Figure 3C plots χ2 indices of directional selectivity (see Methods) for each temporal frequency examined in twelve of the cells. (One cell was discarded as the nicotinic blockade abnormally increased its preferred and null responses at most temporal frequencies. However, the effect of blockade on directional selectivity in this cell was generally consistent with, albeit somewhat weaker than, the other cells.) Points below the dashed line indicate conditions for cells from which preferred responses were not statistically significantly larger than null responses. Negative values correspond to reversals of preferred and null directions. One cell did not appear to be dependent on nicotinic inputs for directional selectivity and this cell's data are shown as squares. With this exception, every cell was dependent on nicotinic inputs for producing directionally selective responses to the sine-wave grating at nearly every temporal frequency tested.

Although the χ2 statistic is good for detecting statistical losses of directional selectivity, it could be argued that some of the elimination of directional selectivity in Fig. 3C is due to smaller overall responses, reducing the sensitivity of this statistic. As Figs 2 and 3A and B illustrate, it is generally not the case that the cells were losing their directional selectivity because of the smaller responses. Moreover, as we discuss below, NMDA blockade also reduced overall responses, yet directional selectivity was not eliminated. And, when we plotted the more traditional directional selectivity index (Methods), we confirmed that the loss of directional selectivity is not simply due to weaker responses. Figure 3D shows the mean DSI at each temporal frequency for all cells except the outlier mentioned above. The mean DSI under curare is not significantly different from zero at any temporal frequency. (There is a suggestion that the DSI may be more affected at low temporal frequencies than high but this difference is not statistically significant - see Grzywacz et al. (1998b) for a discussion of the temporal frequency characteristics of the nicotinic input.)

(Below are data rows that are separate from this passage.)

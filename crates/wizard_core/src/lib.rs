pub mod presenter;
pub mod registry;
pub mod session;
pub mod training;
pub mod wizard;

pub use registry::{FieldKind, FieldSpec, FormValues};
pub use session::{DiagnosisSession, SessionOptions, SessionSnapshot, SubmitError};
pub use training::{ModelHandle, Predictor, ProgressReporter, Trainer, TrainingCoordinator};
pub use wizard::{WizardError, WizardEvent, WizardState};
use async_trait::async_trait;
use shared::{
    domain::Category,
    error::{PredictionError, TrainingError},
};
use tracing::{debug, info};
use wizard_core::{registry, ModelHandle, Predictor, ProgressReporter, Trainer};

use crate::{
    network::{layer_sizes, DenseNetwork},
    train::{fit, rng_for, TrainOptions},
};

#[derive(Debug, Clone)]
pub struct SyntheticModel {
    pub category: Category,
    pub network: DenseNetwork,
}

/// Fits a small dense network on random data. The result carries no medical
/// signal; it only exercises the training and prediction plumbing.
#[derive(Debug, Clone, Default)]
pub struct SyntheticTrainer {
    options: TrainOptions,
}

impl SyntheticTrainer {
    pub fn new(options: TrainOptions) -> Self {
        Self { options }
    }

    pub fn options(&self) -> &TrainOptions {
        &self.options
    }
}

fn category_seed(seed: Option<u64>, category: Category) -> Option<u64> {
    let salt = match category {
        Category::Heart => 0x68_65_61_72,
        Category::Diabetes => 0x64_69_61_62,
        Category::Liver => 0x6c_69_76_65,
    };
    seed.map(|seed| seed ^ salt)
}

#[async_trait]
impl Trainer for SyntheticTrainer {
    async fn train(
        &self,
        category: Category,
        progress: ProgressReporter,
    ) -> Result<ModelHandle, TrainingError> {
        let options = self.options.clone();
        let sizes = layer_sizes(category);
        info!(
            category = %category,
            epochs = options.epochs,
            samples = options.samples,
            "fitting synthetic model"
        );

        let fitted = tokio::task::spawn_blocking(move || {
            let mut rng = rng_for(category_seed(options.seed, category));
            fit(sizes, &options, &mut rng, |report| {
                debug!(
                    category = %category,
                    epoch = report.epoch + 1,
                    train_loss = report.train_loss,
                    validation_loss = ?report.validation_loss,
                    "epoch finished"
                );
                progress.report(report.percent());
            })
        })
        .await
        .map_err(|err| TrainingError::Aborted {
            category,
            reason: err.to_string(),
        })?
        .map_err(|err| TrainingError::fit(category, err.to_string()))?;

        let input_arity = fitted.input_len();
        Ok(ModelHandle::new(
            category,
            input_arity,
            SyntheticModel {
                category,
                network: fitted,
            },
        ))
    }
}

#[derive(Debug, Clone, Copy, Default)]
pub struct SyntheticPredictor;

#[async_trait]
impl Predictor for SyntheticPredictor {
    async fn predict(
        &self,
        handle: &ModelHandle,
        features: &[f64],
    ) -> Result<f64, PredictionError> {
        let model = handle
            .payload::<SyntheticModel>()
            .ok_or(PredictionError::ForeignHandle)?;
        if model.category != handle.category() {
            return Err(PredictionError::CategoryMismatch {
                trained: model.category,
                requested: handle.category(),
            });
        }
        let expected = registry::arity(handle.category());
        if features.len() != expected || features.len() != model.network.input_len() {
            return Err(PredictionError::ArityMismatch {
                expected: model.network.input_len(),
                actual: features.len(),
            });
        }
        let score = model
            .network
            .predict(features)
            .filter(|score| score.is_finite())
            .ok_or(PredictionError::NonFinite)?;
        Ok(score.clamp(0.0, 1.0))
    }
}

#[cfg(test)]
#[path = "tests/backend_tests.rs"]
mod tests;
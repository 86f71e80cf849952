use rand::Rng;
use serde::{Deserialize, Serialize};
use shared::domain::Category;

/// Fully connected layer. `weights` is row-major, one row per output unit.
#[derive(Debug, Clone, PartialEq, Serialize, Deserialize)]
pub struct DenseLayer {
    pub inputs: usize,
    pub outputs: usize,
    pub weights: Vec<f64>,
    pub bias: Vec<f64>,
}

impl DenseLayer {
    pub fn init<R: Rng>(inputs: usize, outputs: usize, rng: &mut R) -> Self {
        let limit = (6.0 / (inputs + outputs) as f64).sqrt();
        let weights = (0..inputs * outputs)
            .map(|_| (rng.random::<f64>() * 2.0 - 1.0) * limit)
            .collect();
        Self {
            inputs,
            outputs,
            weights,
            bias: vec![0.0; outputs],
        }
    }

    fn affine(&self, input: &[f64], out: &mut Vec<f64>) {
        out.clear();
        for o in 0..self.outputs {
            let row = &self.weights[o * self.inputs..(o + 1) * self.inputs];
            let sum = row
                .iter()
                .zip(input)
                .fold(self.bias[o], |acc, (w, x)| acc + w * x);
            out.push(sum);
        }
    }
}

#[derive(Debug, Clone, PartialEq, Serialize, Deserialize)]
pub struct DenseNetwork {
    pub layers: Vec<DenseLayer>,
}

pub fn sigmoid(x: f64) -> f64 {
    1.0 / (1.0 + (-x).exp())
}

pub fn layer_sizes(category: Category) -> &'static [usize] {
    match category {
        Category::Heart => &[8, 16, 8, 1],
        Category::Diabetes => &[5, 12, 6, 1],
        Category::Liver => &[6, 12, 6, 1],
    }
}

impl DenseNetwork {
    pub fn init<R: Rng>(sizes: &[usize], rng: &mut R) -> Self {
        let layers = sizes
            .windows(2)
            .map(|pair| DenseLayer::init(pair[0], pair[1], rng))
            .collect();
        Self { layers }
    }

    pub fn input_len(&self) -> usize {
        self.layers.first().map_or(0, |layer| layer.inputs)
    }

    pub fn validate(&self) -> Result<(), String> {
        if self.layers.is_empty() {
            return Err("network has no layers".to_string());
        }
        for (idx, layer) in self.layers.iter().enumerate() {
            if layer.weights.len() != layer.inputs * layer.outputs {
                return Err(format!("layer {idx} weights length mismatch"));
            }
            if layer.bias.len() != layer.outputs {
                return Err(format!("layer {idx} bias length mismatch"));
            }
        }
        for (idx, pair) in self.layers.windows(2).enumerate() {
            if pair[0].outputs != pair[1].inputs {
                return Err(format!("layer {idx} output does not feed layer {}", idx + 1));
            }
        }
        if self.layers.last().map(|layer| layer.outputs) != Some(1) {
            return Err("output layer must have a single unit".to_string());
        }
        Ok(())
    }

    pub(crate) fn forward_all(&self, input: &[f64]) -> Vec<Vec<f64>> {
        let mut activations = Vec::with_capacity(self.layers.len() + 1);
        activations.push(input.to_vec());
        let last = self.layers.len().saturating_sub(1);
        for (idx, layer) in self.layers.iter().enumerate() {
            let mut out = Vec::with_capacity(layer.outputs);
            layer.affine(&activations[idx], &mut out);
            if idx == last {
                out.iter_mut().for_each(|v| *v = sigmoid(*v));
            } else {
                out.iter_mut().for_each(|v| *v = v.max(0.0));
            }
            activations.push(out);
        }
        activations
    }

    pub fn predict(&self, input: &[f64]) -> Option<f64> {
        if input.len() != self.input_len() {
            return None;
        }
        self.forward_all(input)
            .last()
            .and_then(|out| out.first().copied())
    }
}

#[cfg(test)]
#[path = "tests/network_tests.rs"]
mod tests;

Finally, we wished to eliminate the possibility that there was something unique about how DS cells respond to the 240 μm cycle−1 spatial frequency. To this purpose, for three of the thirteen cells above, we also used a drifting 130 μm cycle−1 sine-wave grating with qualitatively similar results.

Effects of nicotinic blockade on drifting square-wave grating responses

Were the differences between the effect of nicotinic blockade on the responses to bars and sine-wave gratings due to the sharp luminance gradients in the former? Or were these differences due to the grating driving null direction inhibition many times in rapid succession as discussed in the Introduction? For three of the thirteen cells, we repeated the experiments with a 240 μm cycle−1 square-wave grating. The results were qualitatively similar in terms of the DSI and χ2 statistics to those collected with the sine-wave gratings. Therefore, the differences between bars and sine-wave gratings were not due to the sharp luminance gradients in the former.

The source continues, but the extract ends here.